» **What is required**
Using the material that follows, identify and copy each line with the string "Unicode".

--------------------

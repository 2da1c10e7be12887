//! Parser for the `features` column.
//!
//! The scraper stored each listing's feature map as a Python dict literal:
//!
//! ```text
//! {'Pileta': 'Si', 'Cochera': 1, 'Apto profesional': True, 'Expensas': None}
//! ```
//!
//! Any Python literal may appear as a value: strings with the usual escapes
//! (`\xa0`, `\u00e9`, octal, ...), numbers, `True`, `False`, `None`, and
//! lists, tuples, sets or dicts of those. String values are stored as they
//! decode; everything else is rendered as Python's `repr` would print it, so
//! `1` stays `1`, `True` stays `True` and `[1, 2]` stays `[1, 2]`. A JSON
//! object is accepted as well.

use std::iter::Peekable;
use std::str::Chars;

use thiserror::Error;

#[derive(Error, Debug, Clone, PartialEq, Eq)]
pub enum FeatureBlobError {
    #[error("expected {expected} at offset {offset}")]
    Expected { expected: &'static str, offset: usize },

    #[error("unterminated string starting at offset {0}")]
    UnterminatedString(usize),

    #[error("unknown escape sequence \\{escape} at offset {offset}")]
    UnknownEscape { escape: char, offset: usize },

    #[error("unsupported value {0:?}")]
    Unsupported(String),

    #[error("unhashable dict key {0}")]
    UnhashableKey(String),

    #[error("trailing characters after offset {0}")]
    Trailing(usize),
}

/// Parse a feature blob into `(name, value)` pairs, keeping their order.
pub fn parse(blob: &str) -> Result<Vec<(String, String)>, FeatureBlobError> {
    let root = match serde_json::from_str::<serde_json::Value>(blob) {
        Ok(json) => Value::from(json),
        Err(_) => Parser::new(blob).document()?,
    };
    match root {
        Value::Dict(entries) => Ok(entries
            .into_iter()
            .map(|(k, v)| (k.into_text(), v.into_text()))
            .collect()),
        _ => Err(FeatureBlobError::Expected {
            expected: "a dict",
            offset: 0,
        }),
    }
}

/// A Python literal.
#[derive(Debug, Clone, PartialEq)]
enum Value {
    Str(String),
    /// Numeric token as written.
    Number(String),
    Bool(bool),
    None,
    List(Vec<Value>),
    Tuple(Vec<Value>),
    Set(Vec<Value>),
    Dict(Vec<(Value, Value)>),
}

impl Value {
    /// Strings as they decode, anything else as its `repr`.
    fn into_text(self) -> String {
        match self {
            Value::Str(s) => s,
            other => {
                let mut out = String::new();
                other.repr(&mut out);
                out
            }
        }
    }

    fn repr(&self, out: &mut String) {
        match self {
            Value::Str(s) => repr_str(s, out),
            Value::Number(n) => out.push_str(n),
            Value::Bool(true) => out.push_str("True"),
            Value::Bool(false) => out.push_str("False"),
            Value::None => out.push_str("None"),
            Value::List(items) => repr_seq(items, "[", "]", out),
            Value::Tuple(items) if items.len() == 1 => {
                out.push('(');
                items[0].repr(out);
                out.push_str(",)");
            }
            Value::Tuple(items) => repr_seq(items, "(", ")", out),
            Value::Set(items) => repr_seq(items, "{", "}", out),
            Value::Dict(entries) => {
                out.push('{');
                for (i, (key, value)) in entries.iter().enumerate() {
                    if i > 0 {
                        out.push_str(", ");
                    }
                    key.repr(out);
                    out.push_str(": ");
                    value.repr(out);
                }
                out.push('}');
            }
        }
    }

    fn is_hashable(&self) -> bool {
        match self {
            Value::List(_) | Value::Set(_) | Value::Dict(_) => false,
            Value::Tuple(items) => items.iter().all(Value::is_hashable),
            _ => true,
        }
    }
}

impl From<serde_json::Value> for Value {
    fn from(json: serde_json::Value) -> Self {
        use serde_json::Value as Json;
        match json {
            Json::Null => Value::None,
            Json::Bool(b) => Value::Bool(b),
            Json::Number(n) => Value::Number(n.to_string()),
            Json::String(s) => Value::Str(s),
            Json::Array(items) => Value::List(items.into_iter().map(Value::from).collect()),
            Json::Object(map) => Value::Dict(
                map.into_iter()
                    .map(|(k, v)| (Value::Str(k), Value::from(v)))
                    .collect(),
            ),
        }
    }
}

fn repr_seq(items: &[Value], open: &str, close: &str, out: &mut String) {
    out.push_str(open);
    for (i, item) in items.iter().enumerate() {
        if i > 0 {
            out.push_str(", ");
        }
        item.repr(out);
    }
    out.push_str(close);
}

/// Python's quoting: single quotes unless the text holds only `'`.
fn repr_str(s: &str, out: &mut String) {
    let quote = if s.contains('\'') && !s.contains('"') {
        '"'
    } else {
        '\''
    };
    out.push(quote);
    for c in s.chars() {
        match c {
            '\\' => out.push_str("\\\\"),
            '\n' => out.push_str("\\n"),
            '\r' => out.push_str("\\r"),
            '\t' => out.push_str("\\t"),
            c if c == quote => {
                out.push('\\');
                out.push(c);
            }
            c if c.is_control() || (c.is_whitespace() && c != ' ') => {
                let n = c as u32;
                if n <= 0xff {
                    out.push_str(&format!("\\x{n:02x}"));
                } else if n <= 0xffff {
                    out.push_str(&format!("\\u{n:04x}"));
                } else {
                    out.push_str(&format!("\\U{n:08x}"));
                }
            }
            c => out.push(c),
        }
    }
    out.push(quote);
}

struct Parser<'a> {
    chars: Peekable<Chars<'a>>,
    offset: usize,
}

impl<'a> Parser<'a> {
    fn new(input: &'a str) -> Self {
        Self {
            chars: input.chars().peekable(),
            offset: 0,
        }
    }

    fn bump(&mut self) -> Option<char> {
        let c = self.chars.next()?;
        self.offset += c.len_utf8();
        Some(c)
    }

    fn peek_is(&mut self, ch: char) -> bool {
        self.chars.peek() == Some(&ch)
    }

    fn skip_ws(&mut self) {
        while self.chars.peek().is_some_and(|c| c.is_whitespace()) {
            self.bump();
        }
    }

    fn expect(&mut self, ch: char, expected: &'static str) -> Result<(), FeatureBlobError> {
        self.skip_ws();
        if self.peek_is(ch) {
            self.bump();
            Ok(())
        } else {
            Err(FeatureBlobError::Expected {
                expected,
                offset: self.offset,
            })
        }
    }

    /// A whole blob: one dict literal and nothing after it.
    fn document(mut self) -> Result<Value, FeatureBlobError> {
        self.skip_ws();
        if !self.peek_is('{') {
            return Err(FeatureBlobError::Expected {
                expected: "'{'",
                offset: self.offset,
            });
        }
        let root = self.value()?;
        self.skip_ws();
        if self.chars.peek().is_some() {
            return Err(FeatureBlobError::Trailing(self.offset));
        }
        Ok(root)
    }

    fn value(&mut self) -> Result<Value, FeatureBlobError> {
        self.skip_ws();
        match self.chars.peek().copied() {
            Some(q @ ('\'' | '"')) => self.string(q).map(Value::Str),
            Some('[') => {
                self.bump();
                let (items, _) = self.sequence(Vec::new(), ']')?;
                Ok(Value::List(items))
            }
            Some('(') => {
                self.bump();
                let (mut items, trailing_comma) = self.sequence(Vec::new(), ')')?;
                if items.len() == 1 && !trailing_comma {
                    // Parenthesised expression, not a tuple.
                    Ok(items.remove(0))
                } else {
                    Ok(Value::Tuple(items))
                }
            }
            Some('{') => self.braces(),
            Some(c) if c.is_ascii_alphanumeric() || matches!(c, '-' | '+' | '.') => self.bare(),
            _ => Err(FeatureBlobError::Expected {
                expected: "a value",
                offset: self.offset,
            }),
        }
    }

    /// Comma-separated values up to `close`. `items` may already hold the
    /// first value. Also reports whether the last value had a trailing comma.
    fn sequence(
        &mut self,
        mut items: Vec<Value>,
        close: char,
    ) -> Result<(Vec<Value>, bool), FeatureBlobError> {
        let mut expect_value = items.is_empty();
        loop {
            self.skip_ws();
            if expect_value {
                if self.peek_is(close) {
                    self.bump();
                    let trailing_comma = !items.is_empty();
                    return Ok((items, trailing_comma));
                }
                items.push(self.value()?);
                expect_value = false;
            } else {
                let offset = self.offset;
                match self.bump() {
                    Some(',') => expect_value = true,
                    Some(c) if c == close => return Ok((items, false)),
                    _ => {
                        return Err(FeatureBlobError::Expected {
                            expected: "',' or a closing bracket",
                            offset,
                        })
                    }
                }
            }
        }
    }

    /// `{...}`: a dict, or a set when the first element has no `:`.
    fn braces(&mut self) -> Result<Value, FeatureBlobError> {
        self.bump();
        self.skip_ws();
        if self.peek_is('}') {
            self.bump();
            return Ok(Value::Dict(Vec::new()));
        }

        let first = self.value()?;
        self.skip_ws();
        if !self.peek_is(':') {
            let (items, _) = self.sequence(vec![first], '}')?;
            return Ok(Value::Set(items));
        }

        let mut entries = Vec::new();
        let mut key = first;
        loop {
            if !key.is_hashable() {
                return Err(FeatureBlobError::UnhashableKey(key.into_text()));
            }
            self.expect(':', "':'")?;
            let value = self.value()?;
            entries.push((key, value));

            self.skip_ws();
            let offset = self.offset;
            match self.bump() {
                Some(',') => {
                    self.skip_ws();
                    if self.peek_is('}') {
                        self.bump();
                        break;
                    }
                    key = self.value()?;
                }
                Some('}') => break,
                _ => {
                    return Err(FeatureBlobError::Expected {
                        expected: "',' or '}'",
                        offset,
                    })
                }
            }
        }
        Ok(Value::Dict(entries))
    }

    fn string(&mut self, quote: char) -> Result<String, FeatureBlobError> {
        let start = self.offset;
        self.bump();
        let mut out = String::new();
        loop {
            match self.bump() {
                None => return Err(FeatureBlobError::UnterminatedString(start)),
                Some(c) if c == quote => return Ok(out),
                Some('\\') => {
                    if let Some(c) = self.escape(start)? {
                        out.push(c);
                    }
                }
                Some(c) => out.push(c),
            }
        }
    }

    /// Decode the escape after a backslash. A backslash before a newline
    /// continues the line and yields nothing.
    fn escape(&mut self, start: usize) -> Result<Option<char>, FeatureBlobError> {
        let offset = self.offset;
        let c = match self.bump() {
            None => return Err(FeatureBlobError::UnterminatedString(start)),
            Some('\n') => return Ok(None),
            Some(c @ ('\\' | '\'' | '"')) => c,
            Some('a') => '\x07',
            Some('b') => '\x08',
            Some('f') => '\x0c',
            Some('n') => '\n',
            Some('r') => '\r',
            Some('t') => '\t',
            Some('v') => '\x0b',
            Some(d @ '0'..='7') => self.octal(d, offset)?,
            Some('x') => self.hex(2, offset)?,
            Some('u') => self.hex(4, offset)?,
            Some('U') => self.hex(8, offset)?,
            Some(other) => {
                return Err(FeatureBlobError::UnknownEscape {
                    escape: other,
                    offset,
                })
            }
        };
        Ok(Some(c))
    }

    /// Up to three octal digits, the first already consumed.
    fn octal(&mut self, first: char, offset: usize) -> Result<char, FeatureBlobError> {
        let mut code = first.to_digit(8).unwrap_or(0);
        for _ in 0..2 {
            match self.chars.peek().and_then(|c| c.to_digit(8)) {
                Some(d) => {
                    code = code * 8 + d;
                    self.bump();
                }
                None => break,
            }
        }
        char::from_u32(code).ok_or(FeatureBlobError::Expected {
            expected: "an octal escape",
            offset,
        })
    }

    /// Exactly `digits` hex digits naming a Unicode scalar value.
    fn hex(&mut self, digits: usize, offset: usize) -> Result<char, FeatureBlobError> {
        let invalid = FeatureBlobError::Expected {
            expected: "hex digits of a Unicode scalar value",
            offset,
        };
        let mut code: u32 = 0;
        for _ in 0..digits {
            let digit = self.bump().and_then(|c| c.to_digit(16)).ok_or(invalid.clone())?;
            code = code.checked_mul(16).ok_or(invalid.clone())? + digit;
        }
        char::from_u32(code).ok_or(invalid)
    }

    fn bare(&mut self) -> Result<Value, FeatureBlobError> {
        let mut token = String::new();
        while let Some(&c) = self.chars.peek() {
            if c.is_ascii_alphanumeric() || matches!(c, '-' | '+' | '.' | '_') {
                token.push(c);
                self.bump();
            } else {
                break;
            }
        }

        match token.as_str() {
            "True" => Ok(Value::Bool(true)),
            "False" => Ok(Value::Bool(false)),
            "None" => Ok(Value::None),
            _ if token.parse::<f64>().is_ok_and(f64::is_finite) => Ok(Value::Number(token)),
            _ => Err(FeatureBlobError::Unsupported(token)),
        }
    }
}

--------------------

» **Solution for this problem**
    /// Exactly `digits` hex digits naming a Unicode scalar value.
            expected: "hex digits of a Unicode scalar value",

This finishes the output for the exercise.